Below is a block of records. Copy every line in it that contains the word "until".
______________________________
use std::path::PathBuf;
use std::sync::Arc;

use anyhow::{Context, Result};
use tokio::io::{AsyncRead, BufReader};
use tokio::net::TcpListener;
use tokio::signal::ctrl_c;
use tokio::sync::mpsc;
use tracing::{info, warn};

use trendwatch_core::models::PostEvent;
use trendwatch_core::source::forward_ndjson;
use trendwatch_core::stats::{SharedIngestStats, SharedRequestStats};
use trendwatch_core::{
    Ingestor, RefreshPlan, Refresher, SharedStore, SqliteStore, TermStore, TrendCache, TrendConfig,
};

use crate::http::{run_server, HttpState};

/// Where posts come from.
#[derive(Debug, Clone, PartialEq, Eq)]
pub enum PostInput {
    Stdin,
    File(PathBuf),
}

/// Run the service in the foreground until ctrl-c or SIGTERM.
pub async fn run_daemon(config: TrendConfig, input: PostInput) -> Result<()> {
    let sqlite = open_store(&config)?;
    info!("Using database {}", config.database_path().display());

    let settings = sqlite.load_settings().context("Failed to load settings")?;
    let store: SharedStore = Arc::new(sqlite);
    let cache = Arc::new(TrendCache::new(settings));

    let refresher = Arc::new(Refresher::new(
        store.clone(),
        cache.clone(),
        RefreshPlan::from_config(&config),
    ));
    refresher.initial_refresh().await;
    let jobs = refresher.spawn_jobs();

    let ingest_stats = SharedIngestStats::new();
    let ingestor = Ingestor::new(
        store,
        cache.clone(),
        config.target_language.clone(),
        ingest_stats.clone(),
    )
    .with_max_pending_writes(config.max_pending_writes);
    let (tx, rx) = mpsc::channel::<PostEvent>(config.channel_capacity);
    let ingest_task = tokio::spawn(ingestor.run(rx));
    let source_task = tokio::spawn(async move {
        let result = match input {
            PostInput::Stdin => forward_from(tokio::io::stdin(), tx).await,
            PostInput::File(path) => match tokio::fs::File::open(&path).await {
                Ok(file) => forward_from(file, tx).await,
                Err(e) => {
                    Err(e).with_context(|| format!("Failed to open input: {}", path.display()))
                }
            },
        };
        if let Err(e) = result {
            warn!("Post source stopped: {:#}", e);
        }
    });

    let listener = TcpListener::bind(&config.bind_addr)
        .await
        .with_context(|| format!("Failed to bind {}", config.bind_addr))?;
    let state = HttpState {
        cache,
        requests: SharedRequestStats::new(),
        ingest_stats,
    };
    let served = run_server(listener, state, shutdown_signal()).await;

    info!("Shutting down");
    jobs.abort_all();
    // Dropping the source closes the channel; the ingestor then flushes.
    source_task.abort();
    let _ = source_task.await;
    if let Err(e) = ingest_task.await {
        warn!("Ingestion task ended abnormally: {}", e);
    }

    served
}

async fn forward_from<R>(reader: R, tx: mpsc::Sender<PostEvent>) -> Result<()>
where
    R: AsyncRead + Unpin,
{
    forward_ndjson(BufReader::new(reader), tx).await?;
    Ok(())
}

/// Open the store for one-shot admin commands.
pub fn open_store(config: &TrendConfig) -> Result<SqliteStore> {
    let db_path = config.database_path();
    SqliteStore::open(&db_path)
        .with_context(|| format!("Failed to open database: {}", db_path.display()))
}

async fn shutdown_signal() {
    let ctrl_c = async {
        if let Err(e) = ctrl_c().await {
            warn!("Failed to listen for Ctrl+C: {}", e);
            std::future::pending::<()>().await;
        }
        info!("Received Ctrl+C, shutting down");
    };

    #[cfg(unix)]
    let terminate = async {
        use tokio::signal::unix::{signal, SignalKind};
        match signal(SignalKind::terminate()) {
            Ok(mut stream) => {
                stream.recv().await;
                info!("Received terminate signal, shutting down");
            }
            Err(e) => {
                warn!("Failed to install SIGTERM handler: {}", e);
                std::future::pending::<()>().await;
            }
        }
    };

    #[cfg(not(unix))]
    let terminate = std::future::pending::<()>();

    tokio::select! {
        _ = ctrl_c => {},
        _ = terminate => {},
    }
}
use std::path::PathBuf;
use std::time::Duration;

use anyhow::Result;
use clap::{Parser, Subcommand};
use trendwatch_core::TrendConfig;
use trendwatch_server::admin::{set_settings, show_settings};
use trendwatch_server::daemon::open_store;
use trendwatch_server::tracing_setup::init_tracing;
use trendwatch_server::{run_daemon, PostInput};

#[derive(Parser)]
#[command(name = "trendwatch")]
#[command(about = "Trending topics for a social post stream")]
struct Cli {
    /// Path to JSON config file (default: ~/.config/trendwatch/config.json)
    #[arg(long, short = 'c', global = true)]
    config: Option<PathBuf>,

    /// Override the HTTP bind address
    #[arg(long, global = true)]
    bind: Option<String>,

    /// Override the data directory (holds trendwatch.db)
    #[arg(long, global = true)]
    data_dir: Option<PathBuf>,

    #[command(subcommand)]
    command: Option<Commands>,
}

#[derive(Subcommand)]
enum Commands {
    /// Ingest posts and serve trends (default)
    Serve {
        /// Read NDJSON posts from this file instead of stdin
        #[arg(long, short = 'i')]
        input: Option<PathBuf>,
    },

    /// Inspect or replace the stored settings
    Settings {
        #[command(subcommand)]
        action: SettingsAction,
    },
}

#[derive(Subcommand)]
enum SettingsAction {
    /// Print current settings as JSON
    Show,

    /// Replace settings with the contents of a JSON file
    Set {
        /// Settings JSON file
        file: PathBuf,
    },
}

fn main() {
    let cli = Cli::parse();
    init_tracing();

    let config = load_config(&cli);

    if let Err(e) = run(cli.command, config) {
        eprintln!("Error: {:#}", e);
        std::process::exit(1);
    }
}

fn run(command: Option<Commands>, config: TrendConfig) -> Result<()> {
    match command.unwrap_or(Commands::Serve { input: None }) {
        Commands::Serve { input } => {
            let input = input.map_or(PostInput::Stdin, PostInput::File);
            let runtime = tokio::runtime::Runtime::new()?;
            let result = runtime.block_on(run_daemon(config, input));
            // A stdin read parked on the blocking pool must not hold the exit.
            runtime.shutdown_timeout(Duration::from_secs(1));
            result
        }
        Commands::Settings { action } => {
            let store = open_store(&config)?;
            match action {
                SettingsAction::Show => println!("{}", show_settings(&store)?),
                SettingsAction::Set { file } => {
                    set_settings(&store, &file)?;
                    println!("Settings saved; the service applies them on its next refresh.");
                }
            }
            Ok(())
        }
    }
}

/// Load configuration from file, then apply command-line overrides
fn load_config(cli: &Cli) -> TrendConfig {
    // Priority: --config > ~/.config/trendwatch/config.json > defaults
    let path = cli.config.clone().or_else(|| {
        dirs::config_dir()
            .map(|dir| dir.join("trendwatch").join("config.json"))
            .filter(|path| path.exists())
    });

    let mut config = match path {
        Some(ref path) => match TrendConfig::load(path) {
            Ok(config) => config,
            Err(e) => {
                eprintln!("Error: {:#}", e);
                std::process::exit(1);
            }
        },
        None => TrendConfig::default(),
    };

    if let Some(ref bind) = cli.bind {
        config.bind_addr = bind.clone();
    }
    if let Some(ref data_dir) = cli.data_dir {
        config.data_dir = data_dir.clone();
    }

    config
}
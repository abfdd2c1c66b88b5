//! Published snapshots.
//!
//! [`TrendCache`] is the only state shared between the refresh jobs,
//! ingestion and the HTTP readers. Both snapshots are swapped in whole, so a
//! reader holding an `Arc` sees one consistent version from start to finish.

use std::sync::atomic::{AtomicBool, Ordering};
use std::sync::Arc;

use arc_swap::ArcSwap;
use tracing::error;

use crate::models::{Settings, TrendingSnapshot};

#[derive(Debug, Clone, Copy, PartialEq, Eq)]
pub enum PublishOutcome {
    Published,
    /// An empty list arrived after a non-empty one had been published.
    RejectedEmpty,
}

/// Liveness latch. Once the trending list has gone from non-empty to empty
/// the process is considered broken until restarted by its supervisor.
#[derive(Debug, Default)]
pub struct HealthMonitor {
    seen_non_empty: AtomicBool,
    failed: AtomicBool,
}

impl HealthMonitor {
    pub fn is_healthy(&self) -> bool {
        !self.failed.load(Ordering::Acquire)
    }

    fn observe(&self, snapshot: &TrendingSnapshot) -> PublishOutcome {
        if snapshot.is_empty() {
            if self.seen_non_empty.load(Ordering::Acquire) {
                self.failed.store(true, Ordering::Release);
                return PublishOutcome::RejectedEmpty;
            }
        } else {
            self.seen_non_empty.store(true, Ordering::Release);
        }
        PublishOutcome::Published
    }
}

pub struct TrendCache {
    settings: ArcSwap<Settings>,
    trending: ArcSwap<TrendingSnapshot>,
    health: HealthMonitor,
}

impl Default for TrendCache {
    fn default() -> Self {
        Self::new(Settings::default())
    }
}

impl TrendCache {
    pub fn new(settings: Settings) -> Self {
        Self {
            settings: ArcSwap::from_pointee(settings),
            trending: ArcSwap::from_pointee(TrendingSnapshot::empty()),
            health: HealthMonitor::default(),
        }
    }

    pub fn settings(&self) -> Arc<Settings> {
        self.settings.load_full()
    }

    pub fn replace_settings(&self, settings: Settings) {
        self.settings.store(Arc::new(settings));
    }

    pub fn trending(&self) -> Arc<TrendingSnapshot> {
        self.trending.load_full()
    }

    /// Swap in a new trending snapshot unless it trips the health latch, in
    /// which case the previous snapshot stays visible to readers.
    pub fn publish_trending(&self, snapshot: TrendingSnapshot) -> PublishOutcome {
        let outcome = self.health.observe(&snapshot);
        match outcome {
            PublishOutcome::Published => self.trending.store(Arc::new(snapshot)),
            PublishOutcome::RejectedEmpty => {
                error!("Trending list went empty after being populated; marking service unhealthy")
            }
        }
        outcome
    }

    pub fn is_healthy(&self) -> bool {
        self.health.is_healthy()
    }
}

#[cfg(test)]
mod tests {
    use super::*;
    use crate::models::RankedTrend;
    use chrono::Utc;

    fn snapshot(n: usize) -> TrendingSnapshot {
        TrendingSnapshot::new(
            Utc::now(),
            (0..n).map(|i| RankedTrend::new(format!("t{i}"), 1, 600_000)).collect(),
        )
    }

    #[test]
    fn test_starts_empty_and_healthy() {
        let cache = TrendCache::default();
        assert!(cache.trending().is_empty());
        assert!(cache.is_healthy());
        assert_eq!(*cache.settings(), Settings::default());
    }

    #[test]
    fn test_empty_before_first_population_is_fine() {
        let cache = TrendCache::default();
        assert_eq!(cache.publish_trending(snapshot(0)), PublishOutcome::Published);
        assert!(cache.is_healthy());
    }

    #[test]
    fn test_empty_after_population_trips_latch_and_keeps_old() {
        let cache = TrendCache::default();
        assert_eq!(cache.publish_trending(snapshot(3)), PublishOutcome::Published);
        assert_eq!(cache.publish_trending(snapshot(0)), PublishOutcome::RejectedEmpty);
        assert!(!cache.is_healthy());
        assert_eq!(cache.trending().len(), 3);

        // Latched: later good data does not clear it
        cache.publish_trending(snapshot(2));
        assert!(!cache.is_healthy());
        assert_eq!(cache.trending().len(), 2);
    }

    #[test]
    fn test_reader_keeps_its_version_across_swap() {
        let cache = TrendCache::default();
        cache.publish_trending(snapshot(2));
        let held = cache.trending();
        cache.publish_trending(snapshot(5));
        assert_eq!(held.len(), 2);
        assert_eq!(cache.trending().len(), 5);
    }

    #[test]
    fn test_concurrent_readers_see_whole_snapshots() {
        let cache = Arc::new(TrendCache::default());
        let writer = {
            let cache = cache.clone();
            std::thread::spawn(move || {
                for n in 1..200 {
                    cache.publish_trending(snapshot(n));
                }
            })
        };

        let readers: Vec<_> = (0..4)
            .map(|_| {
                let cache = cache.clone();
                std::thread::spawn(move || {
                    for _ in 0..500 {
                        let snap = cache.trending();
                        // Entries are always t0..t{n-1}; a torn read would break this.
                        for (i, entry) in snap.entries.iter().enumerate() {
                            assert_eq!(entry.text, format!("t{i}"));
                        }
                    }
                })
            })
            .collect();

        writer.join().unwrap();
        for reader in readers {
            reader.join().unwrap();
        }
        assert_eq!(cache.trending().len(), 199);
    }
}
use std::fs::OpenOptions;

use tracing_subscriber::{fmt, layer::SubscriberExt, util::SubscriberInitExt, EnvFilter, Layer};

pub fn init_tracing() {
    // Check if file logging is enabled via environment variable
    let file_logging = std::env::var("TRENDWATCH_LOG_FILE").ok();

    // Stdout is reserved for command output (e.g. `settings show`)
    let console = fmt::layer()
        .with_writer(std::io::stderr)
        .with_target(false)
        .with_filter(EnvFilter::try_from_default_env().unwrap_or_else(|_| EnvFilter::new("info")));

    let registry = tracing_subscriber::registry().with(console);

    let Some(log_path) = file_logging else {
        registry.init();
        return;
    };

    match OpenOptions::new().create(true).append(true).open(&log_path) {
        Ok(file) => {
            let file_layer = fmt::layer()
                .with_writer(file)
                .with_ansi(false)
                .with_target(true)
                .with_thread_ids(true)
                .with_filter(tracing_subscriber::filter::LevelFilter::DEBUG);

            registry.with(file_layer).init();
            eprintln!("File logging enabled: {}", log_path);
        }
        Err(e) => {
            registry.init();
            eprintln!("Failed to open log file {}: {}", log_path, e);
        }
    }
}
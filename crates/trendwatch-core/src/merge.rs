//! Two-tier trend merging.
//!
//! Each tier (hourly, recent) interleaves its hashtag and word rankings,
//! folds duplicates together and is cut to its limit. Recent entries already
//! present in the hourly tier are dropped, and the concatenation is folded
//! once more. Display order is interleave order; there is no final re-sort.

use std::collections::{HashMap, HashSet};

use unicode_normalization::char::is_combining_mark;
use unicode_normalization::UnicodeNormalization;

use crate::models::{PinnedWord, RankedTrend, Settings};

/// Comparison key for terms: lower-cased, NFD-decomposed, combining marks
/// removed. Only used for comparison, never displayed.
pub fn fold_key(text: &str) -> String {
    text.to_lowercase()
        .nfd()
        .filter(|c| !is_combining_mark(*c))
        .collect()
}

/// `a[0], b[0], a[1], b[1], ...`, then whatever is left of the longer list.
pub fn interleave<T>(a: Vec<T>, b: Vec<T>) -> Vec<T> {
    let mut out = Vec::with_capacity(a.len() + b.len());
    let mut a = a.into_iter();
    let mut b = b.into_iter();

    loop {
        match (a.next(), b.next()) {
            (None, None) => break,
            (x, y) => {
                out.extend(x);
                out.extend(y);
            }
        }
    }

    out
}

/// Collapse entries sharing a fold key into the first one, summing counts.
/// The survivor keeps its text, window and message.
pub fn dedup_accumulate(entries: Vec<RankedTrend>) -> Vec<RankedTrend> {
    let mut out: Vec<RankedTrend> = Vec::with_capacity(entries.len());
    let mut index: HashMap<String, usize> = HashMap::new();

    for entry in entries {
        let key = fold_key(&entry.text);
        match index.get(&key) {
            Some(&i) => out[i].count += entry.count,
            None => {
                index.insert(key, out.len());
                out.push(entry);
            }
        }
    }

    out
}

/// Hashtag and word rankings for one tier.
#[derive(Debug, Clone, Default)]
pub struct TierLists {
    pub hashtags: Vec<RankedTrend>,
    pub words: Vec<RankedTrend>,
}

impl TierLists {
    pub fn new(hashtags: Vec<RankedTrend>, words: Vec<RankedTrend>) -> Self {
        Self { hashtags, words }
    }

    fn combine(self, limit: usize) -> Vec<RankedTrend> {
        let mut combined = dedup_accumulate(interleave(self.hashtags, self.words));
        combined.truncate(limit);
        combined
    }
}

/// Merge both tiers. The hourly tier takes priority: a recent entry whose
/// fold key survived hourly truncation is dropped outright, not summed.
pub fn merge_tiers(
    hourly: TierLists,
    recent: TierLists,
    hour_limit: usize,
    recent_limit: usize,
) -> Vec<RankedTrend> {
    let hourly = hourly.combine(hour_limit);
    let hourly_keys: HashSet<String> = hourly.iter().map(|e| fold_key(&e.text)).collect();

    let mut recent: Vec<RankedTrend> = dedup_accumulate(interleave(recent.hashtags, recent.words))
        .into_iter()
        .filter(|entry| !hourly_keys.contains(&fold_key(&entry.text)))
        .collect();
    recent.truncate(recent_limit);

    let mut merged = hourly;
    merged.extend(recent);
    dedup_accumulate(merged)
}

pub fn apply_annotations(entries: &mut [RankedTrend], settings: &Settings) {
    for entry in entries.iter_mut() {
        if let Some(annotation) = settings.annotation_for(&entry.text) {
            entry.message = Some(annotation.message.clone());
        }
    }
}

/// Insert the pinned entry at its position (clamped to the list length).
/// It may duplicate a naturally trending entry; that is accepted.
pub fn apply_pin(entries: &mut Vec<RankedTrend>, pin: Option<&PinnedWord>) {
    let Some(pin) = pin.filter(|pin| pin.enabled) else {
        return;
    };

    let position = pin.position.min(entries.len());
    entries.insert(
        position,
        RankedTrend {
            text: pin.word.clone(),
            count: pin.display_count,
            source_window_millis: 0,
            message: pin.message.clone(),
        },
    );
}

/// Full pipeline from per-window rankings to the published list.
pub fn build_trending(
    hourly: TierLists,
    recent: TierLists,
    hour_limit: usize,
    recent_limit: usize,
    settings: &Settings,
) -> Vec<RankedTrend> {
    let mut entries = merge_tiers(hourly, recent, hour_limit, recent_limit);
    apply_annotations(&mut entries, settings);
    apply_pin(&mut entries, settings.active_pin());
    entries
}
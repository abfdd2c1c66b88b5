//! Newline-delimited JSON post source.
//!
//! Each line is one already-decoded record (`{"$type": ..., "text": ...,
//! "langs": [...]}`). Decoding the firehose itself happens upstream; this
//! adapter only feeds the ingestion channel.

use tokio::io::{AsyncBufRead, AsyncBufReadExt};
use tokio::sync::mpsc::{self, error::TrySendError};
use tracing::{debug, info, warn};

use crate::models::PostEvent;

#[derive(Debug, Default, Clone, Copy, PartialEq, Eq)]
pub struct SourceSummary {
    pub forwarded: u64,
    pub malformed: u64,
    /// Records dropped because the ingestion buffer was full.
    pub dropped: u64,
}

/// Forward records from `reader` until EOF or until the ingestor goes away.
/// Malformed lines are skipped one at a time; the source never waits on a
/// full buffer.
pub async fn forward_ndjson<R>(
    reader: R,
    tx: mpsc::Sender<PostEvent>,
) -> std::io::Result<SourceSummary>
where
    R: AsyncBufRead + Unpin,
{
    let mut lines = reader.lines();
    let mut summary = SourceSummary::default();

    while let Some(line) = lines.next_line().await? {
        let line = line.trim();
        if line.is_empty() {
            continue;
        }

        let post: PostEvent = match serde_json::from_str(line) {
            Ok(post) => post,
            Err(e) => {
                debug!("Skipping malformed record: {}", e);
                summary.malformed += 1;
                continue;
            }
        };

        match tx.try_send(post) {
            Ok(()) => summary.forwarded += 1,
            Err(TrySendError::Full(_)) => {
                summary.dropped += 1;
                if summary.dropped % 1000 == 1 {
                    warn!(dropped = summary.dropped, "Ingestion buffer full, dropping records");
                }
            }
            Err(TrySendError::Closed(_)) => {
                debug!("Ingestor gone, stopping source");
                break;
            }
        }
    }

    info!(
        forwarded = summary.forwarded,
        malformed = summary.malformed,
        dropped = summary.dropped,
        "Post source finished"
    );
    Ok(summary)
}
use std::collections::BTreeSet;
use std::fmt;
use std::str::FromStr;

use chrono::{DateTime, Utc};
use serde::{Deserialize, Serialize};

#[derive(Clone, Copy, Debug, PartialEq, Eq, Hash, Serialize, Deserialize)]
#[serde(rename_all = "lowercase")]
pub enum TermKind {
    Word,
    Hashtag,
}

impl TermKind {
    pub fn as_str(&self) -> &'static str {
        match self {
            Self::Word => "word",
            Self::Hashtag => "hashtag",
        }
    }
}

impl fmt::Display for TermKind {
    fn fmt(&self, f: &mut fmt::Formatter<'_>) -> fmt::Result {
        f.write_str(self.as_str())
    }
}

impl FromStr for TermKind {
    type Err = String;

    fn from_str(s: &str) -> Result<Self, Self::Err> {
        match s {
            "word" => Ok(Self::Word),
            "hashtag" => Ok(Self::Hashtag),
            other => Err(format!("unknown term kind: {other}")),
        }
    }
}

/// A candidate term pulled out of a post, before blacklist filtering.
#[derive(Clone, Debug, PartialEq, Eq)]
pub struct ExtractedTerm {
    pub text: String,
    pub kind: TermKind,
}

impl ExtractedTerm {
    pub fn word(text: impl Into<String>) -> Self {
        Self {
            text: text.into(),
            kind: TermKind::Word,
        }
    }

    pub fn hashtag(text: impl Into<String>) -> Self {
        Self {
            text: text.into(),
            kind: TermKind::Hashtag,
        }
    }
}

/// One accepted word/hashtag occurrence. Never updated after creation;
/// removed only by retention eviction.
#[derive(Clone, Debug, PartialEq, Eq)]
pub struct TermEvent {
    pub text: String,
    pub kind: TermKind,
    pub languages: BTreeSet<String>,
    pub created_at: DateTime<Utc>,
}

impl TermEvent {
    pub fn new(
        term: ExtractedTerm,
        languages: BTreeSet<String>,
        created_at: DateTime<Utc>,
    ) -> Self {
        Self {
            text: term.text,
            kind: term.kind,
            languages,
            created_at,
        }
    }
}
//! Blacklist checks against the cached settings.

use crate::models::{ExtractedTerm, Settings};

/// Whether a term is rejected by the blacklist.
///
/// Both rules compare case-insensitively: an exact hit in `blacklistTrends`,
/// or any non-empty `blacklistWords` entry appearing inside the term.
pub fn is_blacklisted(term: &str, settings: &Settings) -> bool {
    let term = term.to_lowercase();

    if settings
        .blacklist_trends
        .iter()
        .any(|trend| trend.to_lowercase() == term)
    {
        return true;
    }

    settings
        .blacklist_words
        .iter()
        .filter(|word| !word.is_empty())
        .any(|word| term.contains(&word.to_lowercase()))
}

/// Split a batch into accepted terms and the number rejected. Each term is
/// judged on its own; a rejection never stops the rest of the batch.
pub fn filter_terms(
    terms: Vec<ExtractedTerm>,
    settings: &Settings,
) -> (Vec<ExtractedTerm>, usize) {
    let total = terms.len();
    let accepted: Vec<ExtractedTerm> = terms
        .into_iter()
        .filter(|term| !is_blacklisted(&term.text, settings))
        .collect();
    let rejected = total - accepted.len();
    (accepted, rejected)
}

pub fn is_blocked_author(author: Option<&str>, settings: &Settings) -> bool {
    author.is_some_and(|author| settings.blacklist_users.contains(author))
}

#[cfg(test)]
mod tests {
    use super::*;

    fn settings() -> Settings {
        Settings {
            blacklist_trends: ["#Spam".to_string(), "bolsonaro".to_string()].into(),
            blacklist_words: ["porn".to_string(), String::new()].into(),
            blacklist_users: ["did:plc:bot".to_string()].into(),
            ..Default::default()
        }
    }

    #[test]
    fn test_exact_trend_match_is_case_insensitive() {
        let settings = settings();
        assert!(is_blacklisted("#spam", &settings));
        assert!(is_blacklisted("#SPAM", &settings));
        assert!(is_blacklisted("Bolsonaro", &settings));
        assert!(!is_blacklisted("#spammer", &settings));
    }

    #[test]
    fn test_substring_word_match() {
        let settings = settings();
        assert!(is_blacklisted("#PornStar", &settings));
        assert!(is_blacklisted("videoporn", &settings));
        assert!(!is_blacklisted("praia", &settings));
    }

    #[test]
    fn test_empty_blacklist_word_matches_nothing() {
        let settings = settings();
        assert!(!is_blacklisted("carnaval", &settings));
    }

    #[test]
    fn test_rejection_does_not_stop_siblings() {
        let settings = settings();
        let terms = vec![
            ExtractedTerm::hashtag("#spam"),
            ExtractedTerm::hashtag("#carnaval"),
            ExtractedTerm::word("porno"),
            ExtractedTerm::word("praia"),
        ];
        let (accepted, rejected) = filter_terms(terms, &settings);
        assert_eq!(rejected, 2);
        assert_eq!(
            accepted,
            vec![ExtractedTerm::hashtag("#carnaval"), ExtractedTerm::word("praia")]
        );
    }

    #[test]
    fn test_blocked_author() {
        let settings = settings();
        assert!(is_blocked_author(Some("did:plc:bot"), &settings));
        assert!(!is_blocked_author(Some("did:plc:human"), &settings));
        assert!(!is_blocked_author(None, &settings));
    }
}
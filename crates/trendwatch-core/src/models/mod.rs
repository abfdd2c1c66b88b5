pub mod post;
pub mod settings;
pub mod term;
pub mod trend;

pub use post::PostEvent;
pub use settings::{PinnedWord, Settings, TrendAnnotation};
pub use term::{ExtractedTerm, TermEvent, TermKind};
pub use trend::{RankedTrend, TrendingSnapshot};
______________________________
## TASK RESPONSE
/// Run the service in the foreground until ctrl-c or SIGTERM.
/// the process is considered broken until restarted by its supervisor.
/// Forward records from `reader` until EOF or until the ingestor goes away.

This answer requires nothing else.